Up to and including the line with "Command-line overrides layered", return every line from the start of the entries below exactly.
────────────────
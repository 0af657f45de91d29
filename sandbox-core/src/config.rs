//! Configuration surface: resource registry wiring, process bootstrap
//! parameters, and rlimit overrides. Loaded from TOML, the same two-stage
//! "base config + CLI overrides" pattern `codex-core::config::Config` uses.

use std::collections::HashMap;
use std::path::Path;
use std::path::PathBuf;

use rlimit_launcher::RlimitPair;
use rlimit_launcher::Rlimits;
use serde::Deserialize;

use crate::error::Result;
use crate::error::SandboxError;

fn default_timeout_secs() -> u64 {
    60
}

fn default_recv_limit_bytes() -> usize {
    1024 * 1024
}

/// Which concrete resource a named slot in `AppConfig::sandbox` is backed
/// by. The source looked these up dynamically by Python classpath string;
/// here the set of resource kinds is closed, so an unrecognized `cls`
/// fails to deserialize instead of silently doing nothing at dispatch time.
#[derive(Debug, Clone, Copy, PartialEq, Eq, Deserialize)]
#[serde(rename_all = "snake_case")]
pub enum ResourceKind {
    Kv,
    Outbound,
    Http,
    Log,
    JsInit,
}

/// One entry of the `sandbox` resource table: which kind of resource, plus
/// free-form options consumed by that resource's `setup()`.
#[derive(Debug, Clone, Deserialize)]
pub struct ResourceConfig {
    pub cls: ResourceKind,
    #[serde(flatten)]
    pub options: toml::value::Table,
}

/// Command-line overrides layered on top of a parsed `AppConfig`, mirroring
/// how `codex-cli` layers `clap` flags on top of `config.toml`.
#[derive(Debug, Default, Clone)]
pub struct CliOverrides {
    pub executable: Option<String>,
    pub timeout_secs: Option<u64>,
    pub recv_limit_bytes: Option<usize>,
}

/// The full configuration surface for one sandbox worker.
#[derive(Debug, Clone, Deserialize)]
pub struct AppConfig {
    /// Resources to expose to the child, keyed by the name seen on the wire.
    #[serde(default)]
    pub sandbox: HashMap<String, ResourceConfig>,

    /// Full path to the executable to run in the sandbox. May be left
    /// empty for the JS variant, which searches well-known `node` paths.
    #[serde(default)]
    pub executable: String,

    #[serde(default)]
    pub args: Vec<String>,

    pub path: Option<PathBuf>,

    #[serde(default)]
    pub env: HashMap<String, String>,

    #[serde(default = "default_timeout_secs")]
    pub timeout_secs: u64,

    #[serde(default = "default_recv_limit_bytes")]
    pub recv_limit_bytes: usize,

    /// Partial overrides of `rlimit_launcher::default_rlimits()`.
    #[serde(default)]
    pub rlimits: HashMap<String, RlimitPair>,

    /// Name of the resource to route internal logs through; `None` falls
    /// back to `tracing`.
    #[serde(default)]
    pub logging_resource: Option<String>,

    /// JavaScript sandbox variant: inline source.
    #[serde(default)]
    pub javascript: Option<String>,

    /// JavaScript sandbox variant: path to a file containing the source.
    #[serde(default)]
    pub javascript_file: Option<PathBuf>,

    /// JavaScript sandbox variant: optional extra context expression.
    #[serde(default)]
    pub app_context: Option<String>,
}

const POSSIBLE_NODEJS_EXECUTABLES: &[&str] = &[
    "/usr/local/bin/node",
    "/usr/local/bin/nodejs",
    "/usr/bin/node",
    "/usr/bin/nodejs",
];

impl AppConfig {
    /// Loads `config_path` (TOML) and applies `overrides` on top.
    pub fn load(config_path: &Path, overrides: CliOverrides) -> Result<Self> {
        let text = std::fs::read_to_string(config_path)?;
        let mut config: AppConfig =
            toml::from_str(&text).map_err(|e| SandboxError::Config(e.to_string()))?;

        if let Some(executable) = overrides.executable {
            config.executable = executable;
        }
        if let Some(timeout_secs) = overrides.timeout_secs {
            config.timeout_secs = timeout_secs;
        }
        if let Some(recv_limit_bytes) = overrides.recv_limit_bytes {
            config.recv_limit_bytes = recv_limit_bytes;
        }
        config.apply_js_defaults();
        Ok(config)
    }

    /// Resolves the rlimit overrides against the restrictive defaults.
    /// Fatal at worker startup if an override names an unknown limit.
    pub fn resolved_rlimits(&self) -> Result<Rlimits> {
        Ok(rlimit_launcher::merge_overrides(&self.rlimits)?)
    }

    /// Is this a JS-variant sandbox (`javascript` or `javascript_file` set)?
    pub fn is_js_variant(&self) -> bool {
        self.javascript.is_some() || self.javascript_file.is_some()
    }

    /// Reads the JS source, from the inline field or the file, as the
    /// original `javascript_for_api` hook does for the two JS sandbox
    /// flavors.
    pub fn javascript_source(&self) -> Result<Option<String>> {
        if let Some(src) = &self.javascript {
            return Ok(Some(src.clone()));
        }
        if let Some(path) = &self.javascript_file {
            return Ok(Some(std::fs::read_to_string(path)?));
        }
        Ok(None)
    }

    /// For the JS variant: auto-registers `js` and `log` resources if
    /// absent, defaults `logging_resource` to `log`, and searches for a
    /// `node`/`nodejs` executable if `executable` was left blank. Mirrors
    /// `JsSandbox::validate_config` / `JsSandbox::get_executable_and_args`.
    fn apply_js_defaults(&mut self) {
        if !self.is_js_variant() {
            return;
        }
        self.sandbox.entry("js".to_string()).or_insert(ResourceConfig {
            cls: ResourceKind::JsInit,
            options: toml::value::Table::new(),
        });
        self.sandbox.entry("log".to_string()).or_insert(ResourceConfig {
            cls: ResourceKind::Log,
            options: toml::value::Table::new(),
        });
        if self.logging_resource.is_none() {
            self.logging_resource = Some("log".to_string());
        }
        if self.executable.is_empty() {
            if let Some(found) = find_nodejs() {
                self.executable = found;
            }
        }
    }
}

fn find_nodejs() -> Option<String> {
    POSSIBLE_NODEJS_EXECUTABLES
        .iter()
        .find(|path| Path::new(path).is_file())
        .map(|path| path.to_string())
}

#[cfg(test)]
mod tests {
    #![allow(clippy::unwrap_used)]

    use pretty_assertions::assert_eq;

    use super::*;

    #[test]
    fn resolved_rlimits_rejects_unknown_limit_name() {
        let mut config = bare_config();
        config
            .rlimits
            .insert("not_a_real_limit".to_string(), RlimitPair::fixed(1));
        assert!(config.resolved_rlimits().is_err());
    }

    #[test]
    fn resolved_rlimits_merges_overrides_over_defaults() {
        let mut config = bare_config();
        config.rlimits.insert("cpu".to_string(), RlimitPair::fixed(5));
        let rlimits = config.resolved_rlimits().unwrap();
        assert_eq!(
            rlimits[&rlimit_launcher::RlimitName::Cpu],
            RlimitPair::fixed(5)
        );
    }

    #[test]
    fn js_variant_auto_registers_js_and_log_resources() {
        let mut config = bare_config();
        config.javascript = Some("api.done();".to_string());
        config.apply_js_defaults();
        assert!(config.sandbox.contains_key("js"));
        assert!(config.sandbox.contains_key("log"));
        assert_eq!(config.logging_resource.as_deref(), Some("log"));
    }

    #[test]
    fn non_js_variant_leaves_sandbox_table_untouched() {
        let mut config = bare_config();
        config.apply_js_defaults();
        assert!(config.sandbox.is_empty());
        assert!(config.logging_resource.is_none());
    }

    #[test]
    fn load_parses_toml_and_applies_cli_overrides() {
        let dir = tempfile::tempdir().unwrap();
        let config_path = dir.path().join("sandbox.toml");
        std::fs::write(
            &config_path,
            r#"
            executable = "/bin/true"
            timeout_secs = 5

            [sandbox.store]
            cls = "kv"
            keys_per_user = 50
            "#,
        )
        .unwrap();

        let overrides = CliOverrides {
            executable: Some("/bin/false".to_string()),
            timeout_secs: None,
            recv_limit_bytes: Some(2048),
        };
        let config = AppConfig::load(&config_path, overrides).unwrap();

        assert_eq!(config.executable, "/bin/false");
        assert_eq!(config.timeout_secs, 5);
        assert_eq!(config.recv_limit_bytes, 2048);
        assert_eq!(config.sandbox["store"].cls, ResourceKind::Kv);
    }

    fn bare_config() -> AppConfig {
        AppConfig {
            sandbox: HashMap::new(),
            executable: "/bin/true".to_string(),
            args: Vec::new(),
            path: None,
            env: HashMap::new(),
            timeout_secs: default_timeout_secs(),
            recv_limit_bytes: default_recv_limit_bytes(),
            rlimits: HashMap::new(),
            logging_resource: None,
            javascript: None,
            javascript_file: None,
            app_context: None,
        }
    }
}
────────────────
**Solution to this problem**
repository 0af657f45de91d29
filename sandbox-core/src/config.rs
//! Configuration surface: resource registry wiring, process bootstrap
//! parameters, and rlimit overrides. Loaded from TOML, the same two-stage
//! "base config + CLI overrides" pattern `codex-core::config::Config` uses.

use std::collections::HashMap;
use std::path::Path;
use std::path::PathBuf;

use rlimit_launcher::RlimitPair;
use rlimit_launcher::Rlimits;
use serde::Deserialize;

use crate::error::Result;
use crate::error::SandboxError;

fn default_timeout_secs() -> u64 {
    60
}

fn default_recv_limit_bytes() -> usize {
    1024 * 1024
}

/// Which concrete resource a named slot in `AppConfig::sandbox` is backed
/// by. The source looked these up dynamically by Python classpath string;
/// here the set of resource kinds is closed, so an unrecognized `cls`
/// fails to deserialize instead of silently doing nothing at dispatch time.
#[derive(Debug, Clone, Copy, PartialEq, Eq, Deserialize)]
#[serde(rename_all = "snake_case")]
pub enum ResourceKind {
    Kv,
    Outbound,
    Http,
    Log,
    JsInit,
}

/// One entry of the `sandbox` resource table: which kind of resource, plus
/// free-form options consumed by that resource's `setup()`.
#[derive(Debug, Clone, Deserialize)]
pub struct ResourceConfig {
    pub cls: ResourceKind,
    #[serde(flatten)]
    pub options: toml::value::Table,
}

/// Command-line overrides layered on top of a parsed `AppConfig`, mirroring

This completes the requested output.